WHAT THIS TASK INVOLVES:
Which lines of the data include the string "TryWalk"? List them all.

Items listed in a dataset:

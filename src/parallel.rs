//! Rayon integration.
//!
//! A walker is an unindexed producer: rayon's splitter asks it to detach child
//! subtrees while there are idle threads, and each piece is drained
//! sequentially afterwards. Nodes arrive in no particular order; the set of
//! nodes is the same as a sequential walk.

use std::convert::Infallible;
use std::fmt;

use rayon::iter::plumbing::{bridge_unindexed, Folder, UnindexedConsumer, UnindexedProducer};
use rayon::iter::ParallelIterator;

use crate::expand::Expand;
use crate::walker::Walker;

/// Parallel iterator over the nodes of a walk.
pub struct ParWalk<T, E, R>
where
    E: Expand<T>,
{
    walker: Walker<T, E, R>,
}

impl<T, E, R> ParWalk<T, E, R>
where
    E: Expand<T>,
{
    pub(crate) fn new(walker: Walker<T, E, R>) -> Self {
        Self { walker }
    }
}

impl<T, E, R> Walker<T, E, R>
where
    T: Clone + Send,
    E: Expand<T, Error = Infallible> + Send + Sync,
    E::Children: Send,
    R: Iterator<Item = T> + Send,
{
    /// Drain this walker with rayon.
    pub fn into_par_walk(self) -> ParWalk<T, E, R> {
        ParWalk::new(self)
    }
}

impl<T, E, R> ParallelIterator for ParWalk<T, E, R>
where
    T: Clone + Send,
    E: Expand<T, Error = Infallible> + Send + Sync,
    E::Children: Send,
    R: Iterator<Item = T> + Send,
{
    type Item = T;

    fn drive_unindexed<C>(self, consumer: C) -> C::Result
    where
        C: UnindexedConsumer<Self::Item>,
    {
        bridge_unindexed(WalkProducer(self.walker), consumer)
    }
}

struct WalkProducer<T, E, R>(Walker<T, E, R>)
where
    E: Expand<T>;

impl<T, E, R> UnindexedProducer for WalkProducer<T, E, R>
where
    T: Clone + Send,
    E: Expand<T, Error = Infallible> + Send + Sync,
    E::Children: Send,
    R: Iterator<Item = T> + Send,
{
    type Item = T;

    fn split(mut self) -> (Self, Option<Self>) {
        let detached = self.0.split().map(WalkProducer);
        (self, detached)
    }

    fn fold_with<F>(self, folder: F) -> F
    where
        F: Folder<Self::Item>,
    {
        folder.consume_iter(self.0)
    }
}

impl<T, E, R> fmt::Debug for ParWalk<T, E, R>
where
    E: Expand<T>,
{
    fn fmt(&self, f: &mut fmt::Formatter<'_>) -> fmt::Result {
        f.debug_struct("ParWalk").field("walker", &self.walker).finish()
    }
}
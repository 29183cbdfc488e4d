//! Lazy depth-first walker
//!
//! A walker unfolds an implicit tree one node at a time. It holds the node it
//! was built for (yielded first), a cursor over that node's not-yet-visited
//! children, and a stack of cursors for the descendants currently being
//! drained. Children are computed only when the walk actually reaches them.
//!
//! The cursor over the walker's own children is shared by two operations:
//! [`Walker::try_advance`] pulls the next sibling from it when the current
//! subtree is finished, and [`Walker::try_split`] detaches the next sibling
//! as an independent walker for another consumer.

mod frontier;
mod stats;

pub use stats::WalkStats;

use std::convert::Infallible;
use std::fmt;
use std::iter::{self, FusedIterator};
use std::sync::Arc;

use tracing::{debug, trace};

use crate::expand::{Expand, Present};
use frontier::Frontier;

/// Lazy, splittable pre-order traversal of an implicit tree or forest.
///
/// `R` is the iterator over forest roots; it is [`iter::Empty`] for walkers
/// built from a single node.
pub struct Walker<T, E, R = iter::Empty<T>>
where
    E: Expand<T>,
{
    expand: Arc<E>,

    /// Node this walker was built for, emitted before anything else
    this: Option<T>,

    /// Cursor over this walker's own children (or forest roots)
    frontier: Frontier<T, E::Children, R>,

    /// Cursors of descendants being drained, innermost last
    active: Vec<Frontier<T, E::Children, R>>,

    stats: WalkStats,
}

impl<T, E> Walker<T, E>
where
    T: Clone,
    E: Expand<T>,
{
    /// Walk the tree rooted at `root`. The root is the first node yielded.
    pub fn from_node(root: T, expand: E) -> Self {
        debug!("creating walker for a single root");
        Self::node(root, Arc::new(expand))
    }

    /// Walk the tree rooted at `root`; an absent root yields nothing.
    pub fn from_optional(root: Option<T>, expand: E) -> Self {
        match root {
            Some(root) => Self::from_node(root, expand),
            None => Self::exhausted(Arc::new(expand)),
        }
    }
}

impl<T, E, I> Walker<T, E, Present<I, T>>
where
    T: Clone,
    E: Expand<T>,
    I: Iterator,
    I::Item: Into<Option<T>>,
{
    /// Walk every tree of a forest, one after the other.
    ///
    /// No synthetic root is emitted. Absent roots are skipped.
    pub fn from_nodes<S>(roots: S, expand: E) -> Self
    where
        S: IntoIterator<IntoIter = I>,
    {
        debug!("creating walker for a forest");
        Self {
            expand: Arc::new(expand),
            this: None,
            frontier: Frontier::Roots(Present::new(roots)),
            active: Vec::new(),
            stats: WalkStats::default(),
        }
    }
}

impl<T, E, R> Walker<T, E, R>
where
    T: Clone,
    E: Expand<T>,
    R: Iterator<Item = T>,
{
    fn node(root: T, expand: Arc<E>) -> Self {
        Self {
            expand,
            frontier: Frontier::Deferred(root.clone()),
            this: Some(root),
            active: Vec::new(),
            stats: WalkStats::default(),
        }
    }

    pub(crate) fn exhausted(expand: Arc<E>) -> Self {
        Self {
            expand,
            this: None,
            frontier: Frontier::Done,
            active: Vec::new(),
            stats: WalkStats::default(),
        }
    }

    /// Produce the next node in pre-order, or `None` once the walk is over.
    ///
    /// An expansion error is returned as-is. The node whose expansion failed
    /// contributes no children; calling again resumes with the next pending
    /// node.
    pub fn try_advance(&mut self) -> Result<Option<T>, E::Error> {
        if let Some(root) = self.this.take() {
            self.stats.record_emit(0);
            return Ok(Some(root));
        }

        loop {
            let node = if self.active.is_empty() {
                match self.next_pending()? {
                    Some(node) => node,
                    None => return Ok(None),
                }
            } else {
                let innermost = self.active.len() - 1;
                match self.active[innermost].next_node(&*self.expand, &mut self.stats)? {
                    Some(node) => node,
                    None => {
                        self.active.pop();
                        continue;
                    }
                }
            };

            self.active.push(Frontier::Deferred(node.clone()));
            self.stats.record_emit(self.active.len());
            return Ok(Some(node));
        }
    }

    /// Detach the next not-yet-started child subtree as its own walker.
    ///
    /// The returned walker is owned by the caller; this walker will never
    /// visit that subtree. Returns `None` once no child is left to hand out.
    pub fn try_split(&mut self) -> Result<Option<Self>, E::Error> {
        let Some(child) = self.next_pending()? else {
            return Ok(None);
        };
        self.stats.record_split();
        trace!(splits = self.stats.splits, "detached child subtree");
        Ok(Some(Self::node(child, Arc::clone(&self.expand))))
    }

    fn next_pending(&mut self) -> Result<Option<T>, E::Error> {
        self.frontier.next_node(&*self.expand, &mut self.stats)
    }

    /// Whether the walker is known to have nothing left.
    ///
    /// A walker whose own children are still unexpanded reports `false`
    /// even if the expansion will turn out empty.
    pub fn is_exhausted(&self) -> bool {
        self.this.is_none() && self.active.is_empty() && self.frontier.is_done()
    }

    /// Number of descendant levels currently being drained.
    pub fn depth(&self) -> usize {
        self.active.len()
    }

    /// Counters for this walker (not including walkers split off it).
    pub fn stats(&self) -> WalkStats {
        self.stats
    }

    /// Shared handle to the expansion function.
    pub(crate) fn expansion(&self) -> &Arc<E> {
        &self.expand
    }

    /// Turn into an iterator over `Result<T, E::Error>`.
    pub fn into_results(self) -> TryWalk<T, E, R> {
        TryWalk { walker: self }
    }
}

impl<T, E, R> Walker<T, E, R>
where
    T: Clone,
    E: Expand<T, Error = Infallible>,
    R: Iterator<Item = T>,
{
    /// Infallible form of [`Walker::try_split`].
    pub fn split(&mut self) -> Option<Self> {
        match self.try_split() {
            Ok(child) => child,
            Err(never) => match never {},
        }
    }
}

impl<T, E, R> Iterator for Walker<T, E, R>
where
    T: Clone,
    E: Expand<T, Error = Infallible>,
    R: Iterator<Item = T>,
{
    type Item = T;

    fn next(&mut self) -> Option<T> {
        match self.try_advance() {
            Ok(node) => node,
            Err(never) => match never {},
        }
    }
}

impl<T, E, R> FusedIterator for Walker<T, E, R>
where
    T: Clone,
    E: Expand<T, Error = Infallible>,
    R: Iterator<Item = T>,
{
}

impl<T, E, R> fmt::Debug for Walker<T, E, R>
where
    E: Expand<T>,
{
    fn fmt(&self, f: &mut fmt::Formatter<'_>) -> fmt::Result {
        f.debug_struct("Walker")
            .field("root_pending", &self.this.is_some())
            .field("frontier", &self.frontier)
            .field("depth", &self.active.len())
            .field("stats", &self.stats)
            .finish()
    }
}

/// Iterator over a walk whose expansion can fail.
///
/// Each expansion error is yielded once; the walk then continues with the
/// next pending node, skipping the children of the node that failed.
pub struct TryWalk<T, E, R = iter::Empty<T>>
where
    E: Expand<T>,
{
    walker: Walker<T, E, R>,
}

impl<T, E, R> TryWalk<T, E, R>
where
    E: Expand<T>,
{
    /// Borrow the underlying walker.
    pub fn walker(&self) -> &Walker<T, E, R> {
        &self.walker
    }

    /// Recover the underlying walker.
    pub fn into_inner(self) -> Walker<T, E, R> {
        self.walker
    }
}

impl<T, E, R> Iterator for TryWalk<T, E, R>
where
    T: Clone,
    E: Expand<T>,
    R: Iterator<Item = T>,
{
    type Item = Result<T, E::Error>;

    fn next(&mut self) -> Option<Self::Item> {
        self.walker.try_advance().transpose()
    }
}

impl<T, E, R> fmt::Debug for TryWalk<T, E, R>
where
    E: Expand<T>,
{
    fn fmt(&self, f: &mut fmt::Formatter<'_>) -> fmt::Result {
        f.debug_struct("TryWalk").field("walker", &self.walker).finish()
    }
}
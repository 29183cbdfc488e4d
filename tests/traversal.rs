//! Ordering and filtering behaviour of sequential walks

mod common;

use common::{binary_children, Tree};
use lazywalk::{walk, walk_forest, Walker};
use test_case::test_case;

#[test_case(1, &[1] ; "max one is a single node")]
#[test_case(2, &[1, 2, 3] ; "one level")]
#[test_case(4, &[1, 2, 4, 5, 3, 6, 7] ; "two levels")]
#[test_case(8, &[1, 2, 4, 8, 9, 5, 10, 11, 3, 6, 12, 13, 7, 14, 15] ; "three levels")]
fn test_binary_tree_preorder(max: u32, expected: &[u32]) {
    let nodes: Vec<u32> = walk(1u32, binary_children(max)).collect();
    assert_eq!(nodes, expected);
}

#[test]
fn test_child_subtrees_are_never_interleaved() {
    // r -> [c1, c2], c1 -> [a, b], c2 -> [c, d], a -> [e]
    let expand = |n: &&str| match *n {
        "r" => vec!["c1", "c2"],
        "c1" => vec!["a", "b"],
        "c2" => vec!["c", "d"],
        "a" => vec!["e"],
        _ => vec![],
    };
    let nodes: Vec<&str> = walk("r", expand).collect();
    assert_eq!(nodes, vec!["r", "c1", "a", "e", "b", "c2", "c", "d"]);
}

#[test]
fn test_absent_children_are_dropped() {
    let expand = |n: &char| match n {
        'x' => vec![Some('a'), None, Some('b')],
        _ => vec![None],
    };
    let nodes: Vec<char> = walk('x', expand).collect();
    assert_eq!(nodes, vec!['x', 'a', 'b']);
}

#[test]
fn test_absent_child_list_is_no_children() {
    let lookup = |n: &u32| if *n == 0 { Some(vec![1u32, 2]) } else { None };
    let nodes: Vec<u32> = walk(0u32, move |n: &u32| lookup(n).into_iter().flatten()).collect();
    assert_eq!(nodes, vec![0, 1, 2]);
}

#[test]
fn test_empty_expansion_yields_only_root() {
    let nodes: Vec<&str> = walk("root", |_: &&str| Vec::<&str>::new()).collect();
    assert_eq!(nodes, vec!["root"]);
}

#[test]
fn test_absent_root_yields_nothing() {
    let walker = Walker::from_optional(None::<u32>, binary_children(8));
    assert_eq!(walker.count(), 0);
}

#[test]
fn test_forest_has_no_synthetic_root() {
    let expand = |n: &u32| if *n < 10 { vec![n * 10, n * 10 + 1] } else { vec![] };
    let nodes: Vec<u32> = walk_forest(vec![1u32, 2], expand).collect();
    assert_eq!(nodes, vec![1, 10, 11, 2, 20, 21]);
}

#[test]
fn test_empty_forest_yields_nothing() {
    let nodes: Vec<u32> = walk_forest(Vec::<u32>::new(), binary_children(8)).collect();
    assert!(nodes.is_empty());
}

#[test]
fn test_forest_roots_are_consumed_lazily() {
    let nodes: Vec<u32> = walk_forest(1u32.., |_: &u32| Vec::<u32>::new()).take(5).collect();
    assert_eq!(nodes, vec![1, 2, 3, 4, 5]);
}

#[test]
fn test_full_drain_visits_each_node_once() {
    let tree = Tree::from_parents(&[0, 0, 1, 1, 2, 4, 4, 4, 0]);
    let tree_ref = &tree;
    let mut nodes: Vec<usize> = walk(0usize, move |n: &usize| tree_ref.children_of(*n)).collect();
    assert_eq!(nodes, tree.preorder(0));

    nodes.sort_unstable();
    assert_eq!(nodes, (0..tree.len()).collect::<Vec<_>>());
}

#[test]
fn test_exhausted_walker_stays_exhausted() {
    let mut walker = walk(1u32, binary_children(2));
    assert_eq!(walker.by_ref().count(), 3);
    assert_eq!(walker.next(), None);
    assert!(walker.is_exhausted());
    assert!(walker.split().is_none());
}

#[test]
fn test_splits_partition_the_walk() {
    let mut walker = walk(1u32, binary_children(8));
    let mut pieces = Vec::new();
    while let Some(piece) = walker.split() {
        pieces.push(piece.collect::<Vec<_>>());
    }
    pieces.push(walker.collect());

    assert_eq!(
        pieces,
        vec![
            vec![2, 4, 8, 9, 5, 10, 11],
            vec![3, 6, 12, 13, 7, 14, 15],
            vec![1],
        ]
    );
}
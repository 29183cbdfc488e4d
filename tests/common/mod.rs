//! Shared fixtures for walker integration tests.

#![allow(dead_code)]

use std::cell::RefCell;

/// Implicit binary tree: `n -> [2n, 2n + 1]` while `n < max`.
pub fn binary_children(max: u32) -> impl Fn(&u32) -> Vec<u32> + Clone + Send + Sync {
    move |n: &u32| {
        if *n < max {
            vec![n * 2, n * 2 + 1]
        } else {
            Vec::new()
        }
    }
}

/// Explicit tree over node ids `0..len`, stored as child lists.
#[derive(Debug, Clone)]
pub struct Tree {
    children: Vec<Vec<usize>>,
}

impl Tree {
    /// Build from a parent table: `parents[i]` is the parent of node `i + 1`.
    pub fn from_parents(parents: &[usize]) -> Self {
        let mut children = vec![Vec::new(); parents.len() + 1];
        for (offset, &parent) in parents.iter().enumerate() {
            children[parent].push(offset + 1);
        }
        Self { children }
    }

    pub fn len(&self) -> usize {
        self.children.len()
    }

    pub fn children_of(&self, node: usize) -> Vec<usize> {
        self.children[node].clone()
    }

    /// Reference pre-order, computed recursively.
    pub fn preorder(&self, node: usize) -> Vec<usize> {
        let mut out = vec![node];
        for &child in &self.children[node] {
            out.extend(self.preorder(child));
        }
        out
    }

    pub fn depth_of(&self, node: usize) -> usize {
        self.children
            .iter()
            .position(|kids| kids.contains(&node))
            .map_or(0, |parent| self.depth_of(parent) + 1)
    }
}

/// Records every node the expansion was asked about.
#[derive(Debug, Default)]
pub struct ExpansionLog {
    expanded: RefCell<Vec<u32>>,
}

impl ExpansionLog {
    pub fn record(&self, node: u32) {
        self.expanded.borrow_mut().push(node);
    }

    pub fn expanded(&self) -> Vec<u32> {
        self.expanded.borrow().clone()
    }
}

TASK RESPONSE:
    pub fn into_results(self) -> TryWalk<T, E, R> {
        TryWalk { walker: self }
pub struct TryWalk<T, E, R = iter::Empty<T>>
impl<T, E, R> TryWalk<T, E, R>
impl<T, E, R> Iterator for TryWalk<T, E, R>
impl<T, E, R> fmt::Debug for TryWalk<T, E, R>
        f.debug_struct("TryWalk").field("walker", &self.walker).finish()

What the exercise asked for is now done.